=== What is being asked ===
Once you reach the line that holds "let line = raw.trim();" in the listing below, output it and every line after it through the line that holds "let name = name.trim();", word for word.

=== Input material ===
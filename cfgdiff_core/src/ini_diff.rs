use cfgdiff_common::{CfgDiffError, ComparisonTarget, ConfigFormat, DiffReport, Result};
use indexmap::IndexMap;
use tracing::debug;

/// Keys that appear before the first section header live here.
pub const DEFAULT_SECTION: &str = "DEFAULT";

type Section = IndexMap<String, String>;

/// A parsed INI document: section name -> key -> value, in file order.
#[derive(Debug, Clone, PartialEq, Eq)]
pub struct IniDocument {
    sections: IndexMap<String, Section>,
}

impl IniDocument {
    /// Parse INI text.
    ///
    /// Accepts `key=value` and `key: value`, `#` and `;` comments, and
    /// merges repeated sections. A later duplicate key overwrites the value
    /// but keeps the position of the first occurrence.
    pub fn parse(content: &str) -> Result<Self> {
        let mut sections: IndexMap<String, Section> = IndexMap::new();
        sections.insert(DEFAULT_SECTION.to_string(), Section::new());
        let mut current = DEFAULT_SECTION.to_string();

        for (index, raw) in content.lines().enumerate() {
            let line_no = index + 1;
            let line = raw.trim();
            if line.is_empty() || line.starts_with('#') || line.starts_with(';') {
                continue;
            }

            if let Some(rest) = line.strip_prefix('[') {
                let name = rest.strip_suffix(']').ok_or_else(|| {
                    CfgDiffError::parse(
                        ConfigFormat::Ini,
                        format!("unclosed section header at line {}: {}", line_no, line),
                    )
                })?;
                let name = name.trim();
                if name.is_empty() {
                    return Err(CfgDiffError::parse(
                        ConfigFormat::Ini,
                        format!("empty section name at line {}", line_no),
                    ));
                }
                sections.entry(name.to_string()).or_default();
                current = name.to_string();
                continue;
            }

            let delimiter = line.find(|c: char| c == '=' || c == ':').ok_or_else(|| {
                CfgDiffError::parse(
                    ConfigFormat::Ini,
                    format!("key-value delimiter not found at line {}: {}", line_no, line),
                )
            })?;
            let key = line[..delimiter].trim();
            if key.is_empty() {
                return Err(CfgDiffError::parse(
                    ConfigFormat::Ini,
                    format!("empty key name at line {}", line_no),
                ));
            }
            let value = unquote(line[delimiter + 1..].trim());

            sections
                .entry(current.clone())
                .or_default()
                .insert(key.to_string(), value.to_string());
        }

        debug!("Parsed INI document with {} sections", sections.len());
        Ok(Self { sections })
    }

    pub fn section(&self, name: &str) -> Option<&IndexMap<String, String>> {
        self.sections.get(name)
    }

    pub fn sections(&self) -> impl Iterator<Item = (&String, &IndexMap<String, String>)> {
        self.sections.iter()
    }

    pub fn get(&self, section: &str, key: &str) -> Option<&str> {
        self.sections
            .get(section)
            .and_then(|s| s.get(key))
            .map(String::as_str)
    }
}

fn unquote(value: &str) -> &str {
    for quote in ['"', '\''] {
        if value.len() >= 2 && value.starts_with(quote) && value.ends_with(quote) {
            return &value[1..value.len() - 1];
        }
    }
    value
}

/// Parse both sides and compare them. A malformed document on either side
/// is a `Parse` error; the file comparator falls back to the line differ.
pub fn compare_ini_str(
    target: &ComparisonTarget,
    origin: &str,
    destination: &str,
) -> Result<DiffReport> {
    let origin = IniDocument::parse(origin)?;
    let destination = IniDocument::parse(destination)?;
    Ok(compare_ini(target, &origin, &destination))
}

/// Section/key comparison, run with each side as primary in turn.
///
/// The two passes are concatenated with duplicates suppressed, so a key
/// missing from one side is reported once while a changed value shows up
/// from both points of view.
pub fn compare_ini(
    target: &ComparisonTarget,
    origin: &IniDocument,
    destination: &IniDocument,
) -> DiffReport {
    let forward = diff_pass(origin, destination);
    let backward = diff_pass(destination, origin);
    forward.merge(backward).with_header(target)
}

/// One direction of the comparison with `primary` as the authoritative side.
fn diff_pass(primary: &IniDocument, secondary: &IniDocument) -> DiffReport {
    let mut report = DiffReport::new();

    for (name, keys) in primary.sections() {
        let Some(counterpart) = secondary.section(name) else {
            report.push(format!("-[{}]\n", name));
            continue;
        };

        // The section header is printed once, in front of the first
        // difference found in that section.
        let mut header_emitted = false;
        let mut emit = |report: &mut DiffReport, body: String| {
            let entry = if header_emitted {
                body
            } else {
                format!("[{}]\n{}", name, body)
            };
            header_emitted = true;
            report.push(entry);
        };

        for (key, value) in keys {
            match counterpart.get(key) {
                None => emit(&mut report, format!("-{}={}\n", key, value)),
                Some(other) if other != value => emit(
                    &mut report,
                    format!("+{}={}\n-{}={}\n", key, value, key, other),
                ),
                Some(_) => {}
            }
        }

        for (key, value) in counterpart {
            if !keys.contains_key(key) {
                emit(&mut report, format!("-{}={}\n", key, value));
            }
        }
    }

    report
}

=== Response to this task ===
            let line = raw.trim();
            if line.is_empty() || line.starts_with('#') || line.starts_with(';') {
                continue;
            }

            if let Some(rest) = line.strip_prefix('[') {
                let name = rest.strip_suffix(']').ok_or_else(|| {
                    CfgDiffError::parse(
                        ConfigFormat::Ini,
                        format!("unclosed section header at line {}: {}", line_no, line),
                    )
                })?;
                let name = name.trim();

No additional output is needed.